▸ **Data shown**:

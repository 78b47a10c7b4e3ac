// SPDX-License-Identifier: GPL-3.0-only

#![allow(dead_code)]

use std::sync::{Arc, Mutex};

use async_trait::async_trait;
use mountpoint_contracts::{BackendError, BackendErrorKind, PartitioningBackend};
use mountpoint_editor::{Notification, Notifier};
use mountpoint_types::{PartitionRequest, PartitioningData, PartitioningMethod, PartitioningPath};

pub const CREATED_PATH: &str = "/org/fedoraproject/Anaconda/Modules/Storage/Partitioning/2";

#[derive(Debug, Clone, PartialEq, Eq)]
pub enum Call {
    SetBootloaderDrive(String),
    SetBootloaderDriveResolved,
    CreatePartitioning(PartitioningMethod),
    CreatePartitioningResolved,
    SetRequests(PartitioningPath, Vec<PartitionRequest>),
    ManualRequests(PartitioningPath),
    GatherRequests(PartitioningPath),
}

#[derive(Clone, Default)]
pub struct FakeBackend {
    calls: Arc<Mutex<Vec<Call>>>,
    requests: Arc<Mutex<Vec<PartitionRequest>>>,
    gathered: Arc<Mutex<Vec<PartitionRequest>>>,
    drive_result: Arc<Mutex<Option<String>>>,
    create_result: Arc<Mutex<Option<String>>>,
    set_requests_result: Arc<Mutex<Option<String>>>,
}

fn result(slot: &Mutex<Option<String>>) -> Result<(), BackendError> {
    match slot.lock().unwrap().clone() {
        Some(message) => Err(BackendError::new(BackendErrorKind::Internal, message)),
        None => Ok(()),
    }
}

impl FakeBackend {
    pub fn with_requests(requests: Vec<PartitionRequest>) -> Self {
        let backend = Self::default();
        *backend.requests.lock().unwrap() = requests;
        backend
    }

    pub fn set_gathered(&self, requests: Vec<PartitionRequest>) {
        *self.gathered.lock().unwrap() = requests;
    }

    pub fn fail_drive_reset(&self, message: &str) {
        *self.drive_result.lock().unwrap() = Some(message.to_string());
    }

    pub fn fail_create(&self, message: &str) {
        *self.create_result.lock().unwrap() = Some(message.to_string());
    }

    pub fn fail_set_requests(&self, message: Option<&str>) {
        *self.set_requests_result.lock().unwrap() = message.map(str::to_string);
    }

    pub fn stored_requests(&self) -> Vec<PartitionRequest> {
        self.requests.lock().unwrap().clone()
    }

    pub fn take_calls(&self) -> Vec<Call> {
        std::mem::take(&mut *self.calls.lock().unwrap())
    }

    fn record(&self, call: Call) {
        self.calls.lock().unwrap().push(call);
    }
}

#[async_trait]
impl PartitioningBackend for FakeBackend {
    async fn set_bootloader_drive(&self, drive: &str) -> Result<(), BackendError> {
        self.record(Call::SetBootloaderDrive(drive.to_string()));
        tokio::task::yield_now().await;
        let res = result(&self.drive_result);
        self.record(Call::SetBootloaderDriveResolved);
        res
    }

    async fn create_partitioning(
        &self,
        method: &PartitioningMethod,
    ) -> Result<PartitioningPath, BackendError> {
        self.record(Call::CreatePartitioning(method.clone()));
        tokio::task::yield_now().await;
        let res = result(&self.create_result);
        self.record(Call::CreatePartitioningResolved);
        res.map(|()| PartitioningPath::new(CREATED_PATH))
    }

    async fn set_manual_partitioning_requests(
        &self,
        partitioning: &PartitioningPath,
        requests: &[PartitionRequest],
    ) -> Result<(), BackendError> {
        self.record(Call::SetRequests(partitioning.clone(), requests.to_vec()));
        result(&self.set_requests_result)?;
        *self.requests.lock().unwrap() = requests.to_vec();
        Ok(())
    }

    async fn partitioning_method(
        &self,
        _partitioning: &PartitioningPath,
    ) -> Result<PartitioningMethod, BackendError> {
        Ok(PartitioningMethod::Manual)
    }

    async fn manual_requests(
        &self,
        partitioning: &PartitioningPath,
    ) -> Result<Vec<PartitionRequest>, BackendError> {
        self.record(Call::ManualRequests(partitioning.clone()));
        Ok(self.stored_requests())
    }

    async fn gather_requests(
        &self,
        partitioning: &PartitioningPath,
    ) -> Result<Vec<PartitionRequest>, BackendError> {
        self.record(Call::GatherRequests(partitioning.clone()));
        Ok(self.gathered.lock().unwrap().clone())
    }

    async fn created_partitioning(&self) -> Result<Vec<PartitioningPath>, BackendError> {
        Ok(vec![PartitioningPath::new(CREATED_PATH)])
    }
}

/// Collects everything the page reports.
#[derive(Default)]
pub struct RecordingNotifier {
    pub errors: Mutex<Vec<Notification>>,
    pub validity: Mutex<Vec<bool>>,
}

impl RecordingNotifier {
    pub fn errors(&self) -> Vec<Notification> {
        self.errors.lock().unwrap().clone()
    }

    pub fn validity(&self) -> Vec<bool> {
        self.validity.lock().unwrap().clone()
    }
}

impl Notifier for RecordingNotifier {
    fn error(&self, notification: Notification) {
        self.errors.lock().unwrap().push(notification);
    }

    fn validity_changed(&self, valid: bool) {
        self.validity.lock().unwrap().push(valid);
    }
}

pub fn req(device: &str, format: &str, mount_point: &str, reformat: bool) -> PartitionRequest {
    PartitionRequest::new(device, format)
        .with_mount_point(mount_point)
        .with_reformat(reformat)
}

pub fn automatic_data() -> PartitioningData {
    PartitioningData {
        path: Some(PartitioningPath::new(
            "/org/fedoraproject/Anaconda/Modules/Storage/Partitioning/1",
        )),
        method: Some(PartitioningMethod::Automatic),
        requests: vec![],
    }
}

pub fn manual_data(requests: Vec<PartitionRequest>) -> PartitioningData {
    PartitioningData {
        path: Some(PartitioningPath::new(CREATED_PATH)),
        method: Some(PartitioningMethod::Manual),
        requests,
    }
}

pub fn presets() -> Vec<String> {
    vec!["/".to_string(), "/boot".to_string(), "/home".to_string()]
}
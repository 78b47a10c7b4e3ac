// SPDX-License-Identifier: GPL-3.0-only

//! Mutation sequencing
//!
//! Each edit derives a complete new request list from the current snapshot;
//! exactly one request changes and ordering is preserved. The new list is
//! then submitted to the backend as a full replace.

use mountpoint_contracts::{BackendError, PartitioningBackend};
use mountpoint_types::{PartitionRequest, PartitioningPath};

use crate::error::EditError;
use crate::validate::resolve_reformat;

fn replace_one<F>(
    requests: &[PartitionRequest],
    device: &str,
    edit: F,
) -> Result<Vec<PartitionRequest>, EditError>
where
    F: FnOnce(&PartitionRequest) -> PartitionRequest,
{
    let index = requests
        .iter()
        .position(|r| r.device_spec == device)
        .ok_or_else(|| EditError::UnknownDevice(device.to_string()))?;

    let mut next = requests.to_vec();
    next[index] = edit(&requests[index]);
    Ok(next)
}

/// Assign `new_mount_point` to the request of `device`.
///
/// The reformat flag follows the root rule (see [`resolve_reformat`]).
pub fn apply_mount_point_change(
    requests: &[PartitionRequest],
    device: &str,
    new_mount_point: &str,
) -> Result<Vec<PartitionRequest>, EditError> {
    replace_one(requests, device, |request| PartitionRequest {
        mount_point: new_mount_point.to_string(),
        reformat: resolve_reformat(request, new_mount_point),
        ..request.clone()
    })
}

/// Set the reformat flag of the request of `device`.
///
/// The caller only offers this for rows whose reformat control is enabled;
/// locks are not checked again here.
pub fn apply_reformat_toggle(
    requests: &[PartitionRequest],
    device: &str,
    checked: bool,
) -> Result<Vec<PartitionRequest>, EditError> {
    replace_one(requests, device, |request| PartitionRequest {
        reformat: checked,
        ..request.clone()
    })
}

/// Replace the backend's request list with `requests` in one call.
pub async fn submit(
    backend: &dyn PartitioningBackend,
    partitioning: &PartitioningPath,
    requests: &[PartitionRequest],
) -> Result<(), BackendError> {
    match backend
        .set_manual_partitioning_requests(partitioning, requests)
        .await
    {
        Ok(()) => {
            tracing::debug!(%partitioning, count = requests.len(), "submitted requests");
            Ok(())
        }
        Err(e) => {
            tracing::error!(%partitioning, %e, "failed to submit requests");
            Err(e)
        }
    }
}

▸ **Your task**: If a line in the entries contains "BackendError", copy it.

▸ **Exercise response**:
use mountpoint_contracts::{BackendError, BackendErrorKind, PartitioningBackend};
fn result(slot: &Mutex<Option<String>>) -> Result<(), BackendError> {
        Some(message) => Err(BackendError::new(BackendErrorKind::Internal, message)),
    async fn set_bootloader_drive(&self, drive: &str) -> Result<(), BackendError> {
    ) -> Result<PartitioningPath, BackendError> {
    ) -> Result<(), BackendError> {
    ) -> Result<PartitioningMethod, BackendError> {
    ) -> Result<Vec<PartitionRequest>, BackendError> {
    ) -> Result<Vec<PartitionRequest>, BackendError> {
    async fn created_partitioning(&self) -> Result<Vec<PartitioningPath>, BackendError> {
use mountpoint_contracts::{BackendError, PartitioningBackend};
) -> Result<(), BackendError> {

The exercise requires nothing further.